With cloud technology adoption accelerating in the wake of the pandemic, the ability to balance IT and business continuity with digital transformation is a top concern for all CIOs, no matter what industry they are in.
This is something that Kevin Sweeney — currently CIO at Dublin-based Intuition, a provider of e-learning and knowledge applications — knows well from 35 years in IT and from serving as CIO across various industries as diverse as automobile manufacturing, oil and gas, and financial services.

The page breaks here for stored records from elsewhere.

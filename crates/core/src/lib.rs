//! Domain vocabulary for the Guardian content-protection service.
//!
//! Nothing in this crate performs I/O. The database and API crates build on
//! these types and validation helpers.

pub mod dmca;
pub mod error;
pub mod plan;
pub mod platform;
pub mod scan_request;
pub mod takedown;
pub mod types;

The role of CIO generally involves a type of juggling act between keeping a company’s applications and IT processes up and running smoothly —so they can, in turn, ensure the business runs similarly — and switching things up, adopting new technology and optimizing systems for an organisation’s evolving business needs.
“You’re constantly trying to balance those two together,” Sweeney says. “Because you know you’re going to change — you’re constantly going to change — but you have to ensure reliability as well. “
Crisis sparks technology adoption
This can create some tension within an organization, and sometimes it takes a crisis for a CIO to get employees to embrace the technology available to make doing their jobs and achieving business goals more efficient, Sweeney notes.
When the COVID-19 pandemic hit and Intuition’s staff was sent home to work, Sweeney says, most of them already had registered for Microsoft Teams, which the company uses internally as its cloud-based collaboration and communication tool.